With her floppy ears, her busy nose and those brown eyes that pierce your heart as they implore you for another piece of kibble, "Mila" might look like a typical puppy.

But she's so much more than that.

This week's Everyday Hero is training to be the Sherwood Police Department's first "Comfort K9," one of just a few in the whole country.

"For a dog (whose) sole purpose is to lift people's spirits. I think she's gonna be a good candidate for that," says Kelsey Weber, Mila's trainer and the owner of Pawsitively Trained in Sherwood. "She's super fun and loves EVERYBODY and she's always happy, which is perfect."

Comfort dogs are becoming more common in courtrooms, but it's rare to see one dedicated to a police station. In her job, Mila will live at the Sherwood Police Department, ready 24 hours a day to comfort and de-stress police officers and crime victims.
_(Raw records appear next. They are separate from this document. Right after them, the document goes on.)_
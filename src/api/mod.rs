//! Read-only access to the stored records of every configured chain.

pub mod error;
pub mod request;
pub mod response;

pub use error::ApiError;
pub use request::ListRequest;
pub use response::ApiResponse;

use sqlx::SqlitePool;
use std::collections::HashMap;
use tracing::debug;

use crate::db::entity::{self, Entity};
use crate::db::query::QueryParams;
use crate::db::{checkpoint, delegation, EntityKind};
use crate::models::{
    ActiveDelegation, Delegation, Deposit, EncryptedNote, NoteAccount, Relayer, Withdrawal,
};
use crate::validation::validate_address;

#[derive(Debug, Clone)]
struct ChainStore {
    pool: SqlitePool,
    start_block: u64,
}

#[derive(Debug, Clone, Default)]
pub struct QueryService {
    chains: HashMap<String, ChainStore>,
}

impl QueryService {
    pub fn new() -> Self {
        Self::default()
    }

    pub fn add_chain(&mut self, chain: impl Into<String>, pool: SqlitePool, start_block: u64) {
        self.chains
            .insert(chain.into(), ChainStore { pool, start_block });
    }

    fn store(&self, chain: &str) -> Result<&ChainStore, ApiError> {
        self.chains
            .get(chain)
            .ok_or_else(|| ApiError::UnknownChain(chain.to_string()))
    }

    pub async fn query<T: Entity>(
        &self,
        chain: &str,
        params: &QueryParams,
    ) -> Result<Vec<T>, ApiError> {
        let store = self.store(chain)?;
        let records = entity::query::<T>(&store.pool, params).await?;
        debug!(chain, kind = %T::KIND, count = records.len(), "Query served");
        Ok(records)
    }

    pub async fn deposits(&self, chain: &str, params: &QueryParams) -> Result<Vec<Deposit>, ApiError> {
        self.query(chain, params).await
    }

    pub async fn withdrawals(
        &self,
        chain: &str,
        params: &QueryParams,
    ) -> Result<Vec<Withdrawal>, ApiError> {
        self.query(chain, params).await
    }

    pub async fn encrypted_notes(
        &self,
        chain: &str,
        params: &QueryParams,
    ) -> Result<Vec<EncryptedNote>, ApiError> {
        self.query(chain, params).await
    }

    pub async fn relayers(&self, chain: &str, params: &QueryParams) -> Result<Vec<Relayer>, ApiError> {
        self.query(chain, params).await
    }

    pub async fn note_accounts(
        &self,
        chain: &str,
        params: &QueryParams,
    ) -> Result<Vec<NoteAccount>, ApiError> {
        self.query(chain, params).await
    }

    pub async fn delegations(
        &self,
        chain: &str,
        params: &QueryParams,
    ) -> Result<Vec<Delegation>, ApiError> {
        self.query(chain, params).await
    }

    /// Last fully ingested block of `chain`.
    pub async fn last_block(&self, chain: &str) -> Result<u64, ApiError> {
        let store = self.store(chain)?;
        Ok(checkpoint::get_last_block(&store.pool, chain, store.start_block).await?)
    }

    pub async fn count(&self, chain: &str, kind: EntityKind) -> Result<i64, ApiError> {
        let store = self.store(chain)?;
        Ok(entity::count(&store.pool, kind).await?)
    }

    pub async fn active_delegators(
        &self,
        chain: &str,
        delegatee: &str,
    ) -> Result<Vec<ActiveDelegation>, ApiError> {
        let store = self.store(chain)?;
        validate_address("delegatee", delegatee)?;
        Ok(delegation::active_delegators(&store.pool, delegatee).await?)
    }
}
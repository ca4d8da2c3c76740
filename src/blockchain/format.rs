//! Normalization of on-chain values into their stored string form.

use alloy::hex;
use alloy::primitives::U256;

/// Every pool denomination is expressed with 18 decimals, native or ERC20.
pub const DENOMINATION_DECIMALS: u8 = 18;

/// Formats a raw unit amount as a decimal string with trailing fractional zeros trimmed.
pub fn format_amount(raw: U256, decimals: u8) -> String {
    let digits = raw.to_string();
    let decimals = usize::from(decimals);

    let (whole, fraction) = if digits.len() > decimals {
        let (whole, fraction) = digits.split_at(digits.len() - decimals);
        (whole.to_string(), fraction.to_string())
    } else {
        ("0".to_string(), format!("{digits:0>decimals$}"))
    };

    let fraction = fraction.trim_end_matches('0');
    if fraction.is_empty() {
        whole
    } else {
        format!("{whole}.{fraction}")
    }
}

/// Lower-case `0x` hex of an address, hash or byte payload.
pub fn to_hex(bytes: impl AsRef<[u8]>) -> String {
    hex::encode_prefixed(bytes)
}
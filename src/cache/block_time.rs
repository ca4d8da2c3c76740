//! Block timestamp cache using Moka

use moka::future::Cache;
use tracing::debug;

use crate::blockchain::client::{ChainRpc, ClientError};

/// Caches block number to unix timestamp for one chain.
///
/// Block timestamps never change once a block is final, so entries carry no TTL and are only
/// evicted by capacity.
#[derive(Clone)]
pub struct BlockTimeCache {
    cache: Cache<u64, u64>,
}

impl BlockTimeCache {
    /// Create a new block timestamp cache
    pub fn new(capacity: u64) -> Self {
        let cache = Cache::builder().max_capacity(capacity).build();
        Self { cache }
    }

    /// Cached timestamp for `block`, fetched through `rpc` on a miss.
    pub async fn get_or_fetch(&self, rpc: &dyn ChainRpc, block: u64) -> Result<u64, ClientError> {
        if let Some(timestamp) = self.cache.get(&block).await {
            debug!(block, "Block timestamp cache hit");
            return Ok(timestamp);
        }

        let timestamp = rpc.block_timestamp(block).await?;
        self.cache.insert(block, timestamp).await;
        debug!(block, timestamp, "Cached block timestamp");
        Ok(timestamp)
    }
}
That comfort is something police and first responders need, but rarely ask for.

"They don't have to come out and say, 'Hey, that was a really tough call. I feel like I need something.' You're not gonna get that from first responders. That's not a part of who they are," says Sherwood Police Chief Jeff Groth. "So they have the opportunity to come from that call, and just say, 'I'm gonna go hang out with the dog for a few minutes.'"

Mental health is a major concern among first responders. The stress from the job can build to unbearable levels. Sherwood knows that all too well. In 2003, Sherwood Detective Ben Crosby took his own life. He was a popular police officer who became overwhelmed by work and life.

"Law enforcement has an alarming rate of PTSD in its ranks. It has an alarming rate of suicide. It has an alarming rate of substance abuse. It has an alarming rate of divorce," says Chief Groth. "From a human perspective, we need to take care of our folks. From a business perspective, we need to protect our investment."

And Mila, hopefully, will do just that. And in a way, at just five-and-a-half months old and still concentrating on training, she's already making a positive impact.

"Every time she comes here, we notice a difference," says Groth, "People are already like, 'Oh, Mila's here! Where's Mila?'"

Mila is going through intensive training almost every day with Weber and with several members of Sherwood's police force. The Sherwood Police Foundation is paying for the training, which will last for Mila's whole life.

"I think our foundation is very excited about the possibility of really helping with the mind, body, and soul of our police officers," says Lana Painter, who's part of the Sherwood Police Foundation. The Foundation has an ongoing fundraiser to help cover the substantial cost of Mila's training.

"We spend a lot of money to protect their body. Body armor, ballistic vests, ballistic shields they can get behind, the defensive tools, all those things," says Chief Groth, "We need to equally be thinking about protecting their mind and their soul."

Mila loves food. You can see her focus on it as she sits with Weber. But she also loves people. Michelle Green, the woman who donated Mila to Sherwood Police, thinks that may be because of Mila's early life.

Mila almost didn't make it.

When her mother went into labor, she birthed her first five puppies just fine. Then everything stopped. An emergency ultrasound at the vet discovered one puppy had died in the womb, and was blocking two other puppies from being born. One of those puppies didn't show a heartbeat, and the mother dog needed an emergency C-section. Somehow, the two pups both came out alive. One was Mila.

Mila was the weakest puppy, and she really struggled to eat. While all the other puppies gained weight and got stronger, she lost it and got weaker. At one point, she was less than a pound, while all her littermates were more than two pounds. She couldn't keep her body temperature up, and she had to be carefully tube fed every two hours.

But Mila was a fighter. She was the first of her litter to open her eyes. She was the first to walk, and the first to escape the puppy enclosure. All that human handling likely made a difference. And when she offered any of her seven puppies to the police department, she had Mila in mind.

"I told (Capt. Ty) Hanlon, 'You can pick any one you like, but I think we have the perfect one," says Green.

And Painter hopes other police departments will see how successful Mila's been, and try to adopt a similar program for their own departments.

"I think that this is an exciting new program that we'll be able to see the benefits of. I think we're just scratching the surface now."